「傾国のラヴァーズ」

ボディーガードの翔真は訳有の美青年社長・聖名(せな)の警護をすることに…(閲覧者様の性別不問) 更新情報はX🐦にて

■小説「傾国のラヴァーズ」その47・聖名のタキさん?

2023-05-13 22:10:29 | 傾国のラヴァーズその41~50
 しかし、返事はない。
 仕方なく、俺はもう一回ノックをしたが、返事がない。
 やむなく、失礼します、と言ってドアを開けた。
 
 部屋に入ってみると、聖名はベッドにもぐりこんでいて、羽根布団を頭まですっぽりとかぶってもぞもぞしていた。

「聖名、 大丈夫? 具合悪いの?」

 すると 聖名は布団から顔だけ出して、

「うーん ゆうべ眠れなくて、湯冷めもしたのかな。
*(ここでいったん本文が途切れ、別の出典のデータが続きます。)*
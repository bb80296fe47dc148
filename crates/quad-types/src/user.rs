//! Authenticated-user identity records.
//!
//! `AuthUser` is owned by the session store; every other component holds
//! only transient read copies. The record round-trips through durable
//! storage, so it keeps both `Serialize` and `Deserialize`.

use serde::{Deserialize, Serialize};

use crate::names::assemble_name;
use crate::wire::{lenient_opt_i64, lenient_opt_string};

/// Identity record for the signed-in user.
///
/// The boundary is loose about numeric fields (numbers sometimes arrive
/// as strings) and about the campus affiliation, which shows up either
/// as a numeric `campus_id` or as a `campus` string that may itself hold
/// a number. Deserialization is lenient; resolution happens via
/// [`AuthUser::campus_id`].
#[derive(Debug, Clone, Default, PartialEq, Eq, Serialize, Deserialize)]
#[serde(default)]
pub struct AuthUser {
    #[serde(alias = "id", deserialize_with = "lenient_opt_i64")]
    pub user_id: Option<i64>,
    pub email: Option<String>,
    pub first_name: Option<String>,
    pub middle_name: Option<String>,
    pub last_name: Option<String>,
    pub role: Option<String>,
    #[serde(deserialize_with = "lenient_opt_string")]
    pub campus: Option<String>,
    #[serde(deserialize_with = "lenient_opt_i64")]
    pub campus_id: Option<i64>,
}

impl AuthUser {
    /// Resolves the user's campus to a numeric id.
    ///
    /// Prefers the explicit `campus_id` field, then falls back to parsing
    /// the `campus` string as a number.
    pub fn campus_id(&self) -> Option<i64> {
        if let Some(id) = self.campus_id {
            return Some(id);
        }
        self.campus.as_deref()?.trim().parse().ok()
    }

    /// Full display name from first/middle/last parts.
    ///
    /// Empty or missing parts are dropped; when every part is empty the
    /// name resolves to `"Unknown User"`.
    pub fn full_name(&self) -> String {
        assemble_name([
            self.first_name.as_deref(),
            self.middle_name.as_deref(),
            self.last_name.as_deref(),
        ])
        .unwrap_or_else(|| "Unknown User".to_string())
    }

    /// Uppercased initials of [`AuthUser::full_name`] (one letter per word).
    pub fn initials(&self) -> String {
        self.full_name()
            .split_whitespace()
            .filter_map(|word| word.chars().next())
            .flat_map(char::to_uppercase)
            .collect()
    }

    /// Short name for navigation chrome (first + last), `"User"` fallback.
    pub fn display_name(&self) -> String {
        assemble_name([self.first_name.as_deref(), self.last_name.as_deref()])
            .unwrap_or_else(|| "User".to_string())
    }
}

/// Credentials sent to the authentication boundary.
#[derive(Debug, Clone, Serialize)]
pub struct LoginRequest {
    pub email: String,
    pub password: String,
}

/// Successful login response from the authentication boundary.
#[derive(Debug, Clone, Deserialize)]
pub struct LoginResponse {
    #[serde(default)]
    pub message: String,
    pub user: AuthUser,
    pub token: String,
}

/// Partial profile mutation sent to `PUT /auth/profile`.
///
/// Only the fields that are present are serialized.
#[derive(Debug, Clone, Default, Serialize)]
pub struct ProfileUpdate {
    #[serde(skip_serializing_if = "Option::is_none")]
    pub email: Option<String>,
    #[serde(skip_serializing_if = "Option::is_none")]
    pub first_name: Option<String>,
    #[serde(skip_serializing_if = "Option::is_none")]
    pub middle_name: Option<String>,
    #[serde(skip_serializing_if = "Option::is_none")]
    pub last_name: Option<String>,
    #[serde(skip_serializing_if = "Option::is_none")]
    pub role: Option<String>,
    #[serde(skip_serializing_if = "Option::is_none")]
    pub campus: Option<String>,
}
なんか気分が悪い…」

「午後から出社とかできないの? あと 思い切って休むとか」

「そうだね…」
と、聖名は考えていたが、

「センパイ、スポーツドリンク持ってきてもらっていい? 水も飲めなくて…」

 それは大変だと、俺が冷蔵庫の奥からスポーツドリンクのボトルを持ってくると、聖名は眠っていた。
 しかし、なぜかはっきりと、
「…タキさん!…」
と寝言で叫んだのだ。

 たきさん? 悪いが俺は少し笑ってしまった。
 新規事業のために調査に行った畑で知り合ったおばあさんとか?
(なぜか俺はテレビでしか見たことのない、昭和の、もんぺ姿の地味な方を想像していた) 

 影響を受けてるのかなあ…
 そこで聖名は目をさました。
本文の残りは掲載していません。